As I like to be able to SSH to my server from where ever I happen to be, and I won't necessarily have the infrastructure to use public key based authentication, I thought I'd see how a bit of selective packet filtering would go.
I'm using:
iptables -A INPUT -p tcp --dport 22 -m state --state NEW -m recent --set --name SSH -j ACCEPT iptables -A INPUT -p tcp --dport 22 -m recent --update --seconds 60 --hitcount 4 --rttl --name SSH -j LOG --log-prefix "SSH_brute_force " iptables -A INPUT -p tcp --dport 22 -m recent --update --seconds 60 --hitcount 4 --rttl --name SSH -j DROP
This will allow three port 22 connections from any given IP address within a 60 second period, and require 60 seconds of no subsequent connection attempts before it will resume allowing connections again. The --rttl option also takes into account the TTL of the datagram when matching packets, so as to endeavour to mitigate against spoofed source addresses.
As an additional nicety, I could refine this to use a custom chain and a whitelist that exited the chain for source IPs that were trusted.
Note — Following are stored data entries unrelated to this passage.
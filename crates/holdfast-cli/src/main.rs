use clap::{Parser, Subcommand};
use tracing_subscriber::EnvFilter;

mod commands;

#[derive(Parser)]
#[command(name = "holdfast", version, about = "Holdfast CLI")]
struct Cli {
    #[command(subcommand)]
    command: Commands,
}

#[derive(Subcommand)]
enum Commands {
    /// Configuration management
    Config {
        #[command(subcommand)]
        action: commands::config::ConfigAction,
    },
    /// Today's tasks on the remote store
    Task {
        #[command(subcommand)]
        action: commands::task::TaskAction,
    },
    /// Run a gesture against in-process collaborators and print its events
    Simulate(commands::simulate::SimulateArgs),
    /// Photos cached by capture sessions
    Photos {
        #[command(subcommand)]
        action: commands::photos::PhotosAction,
    },
}

fn init_tracing() {
    let filter = EnvFilter::try_from_default_env().unwrap_or_else(|_| EnvFilter::new("warn"));
    tracing_subscriber::fmt()
        .with_env_filter(filter)
        .with_writer(std::io::stderr)
        .with_target(false)
        .init();
}

fn main() {
    init_tracing();
    let cli = Cli::parse();
    let result = match cli.command {
        Commands::Config { action } => commands::config::run(action),
        Commands::Task { action } => commands::task::run(action),
        Commands::Simulate(args) => commands::simulate::run(args),
        Commands::Photos { action } => commands::photos::run(action),
    };

    if let Err(e) = result {
        eprintln!("error: {e}");
        std::process::exit(1);
    }
}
I'm going to run this ruleset on my server for a while and see if I
- don't lock myself out
- make a dent in SSH brute force attacks
Update
After much discussion with Juergen Kreileder, this ruleset would appear to be slightly better:
iptables -A INPUT -p tcp --dport 22 -m state --state NEW -m recent --set --name SSH iptables -A INPUT -p tcp --dport 22 -m state --state NEW -j SSH_WHITELIST iptables -A INPUT -p tcp --dport 22 -m state --state NEW -m recent --update --seconds 60 --hitcount 4 --rttl --name SSH -j ULOG --ulog-prefix SSH_brute_force iptables -A INPUT -p tcp --dport 22 -m state --state NEW -m recent --update --seconds 60 --hitcount 4 --rttl --name SSH -j DROP
This has the (arguably) added benefit of not hosing any established SSH connections from the host that has made too many SSH connections in a short period of time, and allows for whitelisting.
Update
I've had a few people email me and ask about the whitelisting part, which I didn't do a terribly good job of explaining. I should have said that you need to create a custom chain first:
iptables -N SSH_WHITELIST
and then add whitelisted hosts to it in a manner like this:
iptables -A SSH_WHITELIST -s $TRUSTED_HOST -m recent --remove --name SSH -j ACCEPT
this clears the whitelisted host out of the recently seen table, and because is has an ACCEPT jump target, should stop further processing anyway.